Over the next 16 months, we will deploy activities and interventions within the geographical scope of the project and it is our hope that together with all of us gathered here today, we will succeed.
Focus on the north
There is one important issue that I will like to raise here, especially as our Partner, the European Union, ably represented here today by His Excellency Ambassador Irhard Razaaly and a Government of Ghana representation in the person of the Deputy Minister for Local Government, Decentralization & Rural Development are here.
It is true that the Northern and border Regions of Ghana are the most vulnerable when it comes to threat of violent extremism, but it is also very true that the rest of the country is not entirely exempt from the threat.
This is especially the case right now that a lot of attention is being paid to the north in the form of several donor funded projects running concurrently. We know of high risk and very vulnerable districts in the southern part of Ghana where the risk of violent extremism could be even higher. I hope that as part of the work we undertake here today, we begin to identify and plan for nationwide interventions as well.
What does life under terrorists look like?
Violent extremism is a nice and tidy expression that describes a state of insecurity and terror inflicted by people who want to impose their belief system on others by force. These people want to come into our country and impose their will on us; telling us what to believe and what to wear, what to eat and how to socialize with our neighbours. They will outlaw our way of life, and enforce their own draconian prescriptions to achieve religious, political or ideological goals.
They will torture and kill anyone who stands in their way, including children and women. They will indoctrinate and radicalize vulnerable young people and brainwash them into unleashing violence on those who oppose them.
Imagine losing your liberty and being restricted from moving about freely. Imagine a stranger with a gun deciding whom you are allowed to speak to. Imagine your relative or spouse being gunned down right in front of you or young girls being routinely raped as punishment for minor infractions. Imagine having to escape from your own home with nothing but the clothes you're wearing. Imagine being separated from your child in the chaos, never to see them again. Imagine the trauma that stays with you for the rest of your life because of the brutality you have witnessed.

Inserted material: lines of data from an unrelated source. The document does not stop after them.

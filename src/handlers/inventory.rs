use std::time::Instant;

use axum::{extract::State, http::StatusCode, Json};
use tracing::info;

use crate::{
    models::{InventorySummary, Product},
    AppState,
};

pub async fn inventory_summary(
    State(state): State<AppState>,
) -> (StatusCode, Json<InventorySummary>) {
    let start = Instant::now();
    let summary = state.catalog.summary();

    info!(
        total_products = summary.total_products,
        total_value = summary.total_value,
        elapsed_ms = start.elapsed().as_secs_f64() * 1000.0,
        "Computed inventory summary"
    );

    (StatusCode::OK, Json(summary))
}

pub async fn stock_alerts(State(state): State<AppState>) -> (StatusCode, Json<Vec<Product>>) {
    let alerts: Vec<Product> = state.catalog.alerts().into_iter().cloned().collect();

    info!(count = alerts.len(), "Listed stock alerts");

    (StatusCode::OK, Json(alerts))
}
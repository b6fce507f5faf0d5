//! The fit result and everything derived from it.
//!
//! A `Fitted` owns the weight vector plus the fitted and residual spectra, and
//! shares the basis set and observation it was computed from. Breakdown,
//! errors, rankings, and the size histogram are recomputed from that state on
//! every call, so a `set()` can never leave a stale summary behind.
//!
//! - category aggregation (`breakdown`)
//! - per-band residual diagnostics (`bands`)
//! - rankings, size histogram, component spectra (`query`)
//! - record export/import (`record`)

pub mod bands;
pub mod breakdown;
pub mod query;
pub mod record;

use std::path::Path;
use std::sync::Arc;

use serde::{Deserialize, Serialize};

use crate::domain::{BasisSet, Contribution, Observation, Uid};
use crate::error::FitError;
use crate::math::trapezoid;

pub use bands::*;
pub use breakdown::*;
pub use query::*;
pub use record::*;

/// Algorithm that produced the weights.
#[derive(Debug, Clone, Copy, PartialEq, Eq, Serialize, Deserialize)]
pub enum FitMethod {
    /// Non-negative linear combination.
    #[serde(rename = "NNLC")]
    Nnlc,
}

impl FitMethod {
    pub fn as_str(self) -> &'static str {
        match self {
            FitMethod::Nnlc => "NNLC",
        }
    }

    pub fn from_tag(tag: &str) -> Option<Self> {
        match tag {
            "NNLC" => Some(FitMethod::Nnlc),
            _ => None,
        }
    }
}

#[derive(Debug, Clone)]
pub struct Fitted {
    basis: Arc<BasisSet>,
    observation: Arc<Observation>,
    /// Dense, in basis order.
    weights: Vec<f64>,
    fitted: Vec<f64>,
    residual: Vec<f64>,
    method: FitMethod,
}

impl Fitted {
    /// Assemble a result from already validated parts.
    pub(crate) fn from_parts(
        basis: Arc<BasisSet>,
        observation: Arc<Observation>,
        weights: Vec<f64>,
        fitted: Vec<f64>,
        residual: Vec<f64>,
        method: FitMethod,
    ) -> Self {
        debug_assert_eq!(weights.len(), basis.len());
        debug_assert_eq!(fitted.len(), observation.len());
        debug_assert_eq!(residual.len(), observation.len());
        Self {
            basis,
            observation,
            weights,
            fitted,
            residual,
            method,
        }
    }

    pub fn basis(&self) -> &BasisSet {
        &self.basis
    }

    pub fn observation(&self) -> &Observation {
        &self.observation
    }

    /// Method tag, e.g. `"NNLC"`.
    pub fn method(&self) -> &'static str {
        self.method.as_str()
    }

    pub fn fit_method(&self) -> FitMethod {
        self.method
    }

    /// `(uid, weight)` pairs in basis order, zero weights included.
    pub fn weights(&self) -> impl Iterator<Item = (Uid, f64)> + '_ {
        self.basis.uids().zip(self.weights.iter().copied())
    }

    /// Weight of `uid`; uids outside the basis read as zero.
    pub fn weight(&self, uid: Uid) -> f64 {
        self.basis
            .position(uid)
            .map(|pos| self.weights[pos])
            .unwrap_or(0.0)
    }

    pub fn weight_vector(&self) -> &[f64] {
        &self.weights
    }

    pub fn total_weight(&self) -> f64 {
        self.weights.iter().sum()
    }

    /// `A · w` on the observation grid.
    pub fn fitted_spectrum(&self) -> &[f64] {
        &self.fitted
    }

    /// `flux - fitted`.
    pub fn residual(&self) -> &[f64] {
        &self.residual
    }

    /// Per-entry contribution in basis order.
    ///
    /// `Flux` scales each weight by the entry's integrated intensity over the
    /// grid, i.e. the entry's share of the total fitted flux.
    pub fn contributions(&self, by: Contribution) -> Vec<f64> {
        match by {
            Contribution::Weight => self.weights.clone(),
            Contribution::Flux => {
                let grid = self.basis.grid();
                self.basis
                    .entries()
                    .iter()
                    .zip(&self.weights)
                    .map(|(entry, &w)| w * trapezoid(grid, &entry.intensity).abs())
                    .collect()
            }
        }
    }

    /// Write the per-entry summary table to `path`.
    pub fn write(&self, path: &Path) -> Result<(), FitError> {
        crate::io::write_table(path, self)
    }
}

#[cfg(test)]
pub(crate) mod test_support {
    //! Small hand-built fits for unit tests.

    use std::sync::Arc;

    use crate::domain::{
        AbscissaUnit, BasisEntry, BasisSet, Charge, Metadata, Observation, SizeClass, Structure, Uid,
    };
    use crate::fitted::{FitMethod, Fitted};

    pub const GRID: [f64; 4] = [1.0, 2.0, 3.0, 4.0];

    /// Flat spectrum of height `scale` on `GRID`.
    pub fn entry(
        uid: Uid,
        charge: Charge,
        structure: Structure,
        n_c: u32,
        nitrogen: bool,
        pure: bool,
        scale: f64,
    ) -> BasisEntry {
        BasisEntry {
            uid,
            metadata: Metadata {
                charge,
                size: SizeClass::from_carbons(n_c),
                structure,
                nitrogen,
                pure,
                n_c,
                formula: None,
            },
            intensity: vec![scale; GRID.len()],
        }
    }

    /// A fit whose weights are given rather than solved for; the observation
    /// is the exact combination, so the residual is zero.
    pub fn fitted_with_weights(entries: Vec<BasisEntry>, weights: &[f64]) -> Fitted {
        let basis = BasisSet::new(GRID.to_vec(), entries).unwrap();
        let fitted: Vec<f64> = (0..GRID.len())
            .map(|i| {
                basis
                    .entries()
                    .iter()
                    .zip(weights)
                    .map(|(e, w)| w * e.intensity[i])
                    .sum()
            })
            .collect();
        let observation = Observation::new(
            AbscissaUnit::Wavelength,
            GRID.to_vec(),
            fitted.clone(),
            vec![0.1; GRID.len()],
        )
        .unwrap();
        Fitted::from_parts(
            Arc::new(basis),
            Arc::new(observation),
            weights.to_vec(),
            fitted,
            vec![0.0; GRID.len()],
            FitMethod::Nnlc,
        )
    }
}
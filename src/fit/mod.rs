//! Spectrum decomposition.
//!
//! Responsibilities:
//!
//! - build the design matrix from a basis set
//! - solve the non-negative least-squares problem
//! - package weights, fitted spectrum, and residual as a `Fitted`

pub mod solver;

pub use solver::*;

I know I have painted a very grim picture but this will be our reality if we do not tackle this very real threat of terrorists on our doorstep.
The act of terrorism is a slap in the face of all humanity. Not only does it constitute an attack on innocent lives, our economies, and our infrastructure, but also symbolizes a complete onslaught against our common ideals and dignity of every person. No country has an exemption. For Ghana, we strongly believe that preventing and countering terrorism requires an enhanced global mobilization and a multidimensional approach.
It is therefore our hope that we all gathered here, with the resources available to us, will effectively work to achieve the aim of preventing and containing this menace of Preventing and Containing Violent Extremism.
Thank you all for coming, and you are most welcome to today's event.